To call out Billy’s ballad I wrote a poem about our community being whole and in tact despite organized malevolence waged against us for over 400 years. I wrote about forgiveness for the transgressions of any oppressors, balm for internalized anger and, understanding for misplaced aggression. I wrote word symbols to connect to Billy’s musical symbols that connect us to our community, our ancestors and all who are vibrating to that primal chord of knowing who you are and that what you are is good. I felt freer than ever before with my craft and my style. My daughter watched all of this with wide-eyed wonder and honed her knowledge, skills and abilities as a creative artist in the midst of real life role models.
By spring 1995 Janinah, the only African American female in the forty five member vocal jazz choir at Hamilton High School, sang the opening number in the jazz choir concert, soloing on Fat’s Waller’s “Honeysuckle Rose”. She tore it up from the first note to the last. And my poem, closer to bliss came out in the liner notes of Billy Child’s compact disc on the GRP label, I’ve Known Rivers.
closer to bliss
more than a kiss behind closed eyes
awakens a dream deferred
the legacy of soul heals the need
visible in a heartbeat
I do love the faith
all possible
all forgiving
your hand in mine
(we come) closer to bliss
than a kiss...
more accustomed to change than evolution
memories map rough sides of mountains
resilient tears turn to stone
penetrating clear vision
a light in the dark
I do keep the faith
this moment is for living
your hand in my hand
(take me) closer to bliss
than a kiss...
more like a prayer than a promise
the blessing of life gives us grace to be free
this legacy of soul heals the past
audible in a major key
I do trust the faith
your hand in mine
(we grow) closer to bliss
than a kiss...
Hotness in July 1996 saw Billy Childs and Oscar Brashear playing at the World Stage on Leimert Boulevard in the Crenshaw District with Richard Reid on bass and Richard’s sixteen year old son, Damion Reid*, on drums. Oscar bends back, curves his body into the shape of an “s”, and lifts his right leg to hit high“c” again and again. The audience inhales a healing and invisible tears escape from collective souls to brush across our faces like branches from a weeping willow tree. You don’t know what love is until you learn the meaning of the blues oozes on the crest of Billy’s piano solo. We dance the ritual dance of as our most sacred and secret emotions are released by the music. This is both church and therapy as we surrender everything and shift our bodies and heal our hearts in reverie.
In this present tense where there are many stories to tell I am privileged to reconstitute this memory to salute Billy Childs and Oscar Brashear, two extraordinary Catdaddies I know and love.

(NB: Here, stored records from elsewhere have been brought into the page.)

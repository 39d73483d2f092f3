use std::path::Path;

use anyhow::Context;
use rand::{rngs::StdRng, Rng, SeedableRng};
use tracing::info;

use super::csv::write_record;
use super::FoodRecord;

pub const HEADER: [&str; 5] = ["Food", "Calories", "Protein", "Carbs", "Fat"];

/// Base foods, macros per 100 g: calories, protein, carbs, fat.
const BASE_FOODS: [(&str, [f64; 4]); 10] = [
    ("chicken breast", [165.0, 31.0, 0.0, 3.6]),
    ("beef steak", [250.0, 26.0, 0.0, 17.0]),
    ("salmon", [208.0, 20.4, 0.0, 13.4]),
    ("rice (cooked)", [130.0, 2.4, 28.0, 0.3]),
    ("pasta", [131.0, 5.0, 25.0, 1.1]),
    ("apple", [52.0, 0.3, 14.0, 0.2]),
    ("banana", [89.0, 1.1, 23.0, 0.3]),
    ("milk", [61.0, 3.2, 4.8, 3.3]),
    ("cheese", [403.0, 24.9, 1.3, 33.1]),
    ("avocado", [160.0, 2.0, 9.0, 15.0]),
];

const METHODS: [&str; 9] = [
    "raw", "boiled", "grilled", "fried", "baked", "steamed", "roasted", "pan-fried", "smoked",
];

const SUFFIXES: [&str; 6] = [
    "",
    " - restaurant style",
    " (home cooked)",
    " - small serving",
    " - large serving",
    "with sauce",
];

const VARIANTS_PER_FOOD: usize = 4;

fn round1(v: f64) -> f64 {
    (v * 10.0).round() / 10.0
}

fn pick<'a>(rng: &mut StdRng, items: &[&'a str]) -> &'a str {
    items[rng.gen_range(0..items.len())]
}

fn template(rng: &mut StdRng, name: &str, method: &str) -> String {
    match rng.gen_range(0..4) {
        0 => name.to_string(),
        1 => format!("{} {}", method, name),
        2 => format!("{} ({})", name, method),
        _ => format!("{} {} with herbs", method, name),
    }
}

/// Jitters each macro by its own multiplicative range, rounded to one
/// decimal; calories never drop below 0.1.
fn jitter(rng: &mut StdRng, m: [f64; 4], ranges: [(f64, f64); 4]) -> [f64; 4] {
    let mut out = [0.0; 4];
    for (i, (lo, hi)) in ranges.iter().enumerate() {
        out[i] = round1(m[i] * rng.gen_range(*lo..*hi));
    }
    out[0] = out[0].max(0.1);
    out
}

/// Deterministic synthetic catalog of `total` foods.
pub fn generate(total: usize) -> Vec<FoodRecord> {
    let mut rng = StdRng::seed_from_u64(42);

    let mut candidates: Vec<(String, [f64; 4])> = Vec::new();
    for (name, macros) in BASE_FOODS {
        candidates.push((name.to_string(), macros));
        for _ in 0..VARIANTS_PER_FOOD {
            let method = pick(&mut rng, &METHODS);
            let new_name = template(&mut rng, name, method);
            let m = jitter(
                &mut rng,
                macros,
                [(0.86, 1.22), (0.88, 1.06), (0.88, 1.1), (0.8, 1.4)],
            );
            candidates.push((new_name, m));
        }
    }

    (0..total)
        .map(|idx| {
            let (base_name, base_macros) = &candidates[idx % candidates.len()];
            let suffix = if idx % 5 == 0 { pick(&mut rng, &SUFFIXES) } else { "" };
            let m = jitter(
                &mut rng,
                *base_macros,
                [(0.9, 1.12), (0.9, 1.05), (0.9, 1.08), (0.85, 1.25)],
            );
            FoodRecord {
                name: format!("{}{}", base_name, suffix),
                calories: m[0],
                protein: m[1],
                carbs: m[2],
                fat: m[3],
            }
        })
        .collect()
}

/// Writes a generated catalog to `path` unless the file already exists.
/// Returns whether a file was written.
pub fn generate_csv(path: &Path, total: usize) -> anyhow::Result<bool> {
    if path.exists() {
        return Ok(false);
    }
    let mut out = String::new();
    out.push_str(&write_record(&HEADER.map(String::from)));
    out.push('\n');
    for food in generate(total) {
        out.push_str(&write_record(&[
            food.name,
            food.calories.to_string(),
            food.protein.to_string(),
            food.carbs.to_string(),
            food.fat.to_string(),
        ]));
        out.push('\n');
    }
    std::fs::write(path, out).with_context(|| format!("write {}", path.display()))?;
    info!(path = %path.display(), rows = total, "generated food catalog");
    Ok(true)
}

They are already immortalized by prolific discography. I place these words beside those accomplishments on the altar of family as a testimony of the kind of love and resilience in community that often goes untold. Thanks Brother Catdaddies, thanks for everything…
*Drummer extraordinaire Damion Reed has recorded with Robert Glasper and is currently touring with Rudresh Mahanthappa and Apex.